Keeping your hedgehog in good hygienic conditions and providing a balanced diet can help them stay healthy. However, they are prone to certain health problems, such as:

  • Respiratory diseases: The delicate lungs of a hedgehog are easily damaged by ammonia. If their cage bed becomes too dirty, the high levels of ammonia in the droppings will predispose them to pneumonia. Some of the symptoms of your hedgehog suffering from pneumonia are rapid breathing, lack of appetite and staying in one place.
  • Intestinal obstructions: Hedgehogs, like any pet, can eat things that should not. This causes that on many occasions they suffer from intestinal obstructions. Generally, the most common symptoms are lack of appetite and extreme discomfort. However, unfortunately, the symptoms depend completely on what your hedgehog ate, so there is no exact formula to be able to detect it.

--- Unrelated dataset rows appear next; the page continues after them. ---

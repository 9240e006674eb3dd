// src/analysis/history.rs

use chrono::DateTime;
use serde::Serialize;

use crate::exchange::types::{Candle, Timeframe};

#[derive(Debug, Clone, PartialEq, Serialize)]
pub struct HistoricalPoint {
    pub date: String,
    pub price: f64,
}

#[derive(Debug, Clone, Serialize)]
pub struct HistoricalSummary {
    pub symbol: String,
    pub timeframe: String,
    /// Mean close over the whole series, `None` for an empty series.
    pub sma: Option<f64>,
    pub data: Vec<HistoricalPoint>,
}

pub fn summarize(symbol: &str, timeframe: Timeframe, candles: &[Candle]) -> HistoricalSummary {
    let data: Vec<HistoricalPoint> = candles
        .iter()
        .map(|c| HistoricalPoint { date: format_epoch(c.epoch, timeframe), price: c.close })
        .collect();

    let sma = if data.is_empty() {
        None
    } else {
        Some(data.iter().map(|p| p.price).sum::<f64>() / data.len() as f64)
    };

    HistoricalSummary { symbol: symbol.to_string(), timeframe: timeframe.label().to_string(), sma, data }
}

fn format_epoch(epoch: i64, timeframe: Timeframe) -> String {
    let Some(ts) = DateTime::from_timestamp(epoch, 0) else {
        return epoch.to_string();
    };
    match timeframe {
        Timeframe::D1 => ts.format("%Y-%m-%d").to_string(),
        _ => ts.format("%Y-%m-%d %H:%M").to_string(),
    }
}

  • Swelling of the belly: Certain vegetables, such as those of the cabbage family, encourage the formation of gas in the intestine, which causes your hedgehog to inflate. Some hedgehogs are “deflated” on their own, others need veterinary help.
  • Wobbling hedgehog syndrome: This syndrome causes the nervous system of your hedgehog to degenerate and affects its balance. It is believed to be genetic and affects about 10% of domesticated urchins. There is no known cure.

To finish, it is necessary that you assume that a hedgehog is a commitment for the next five years. Before obtaining a hedgehog, make sure that this is a challenge for which you are prepared and that you can meet the needs of your prickly friend for years to come. Only then your hedgehog can have a happy home and lead the healthy life it deserves.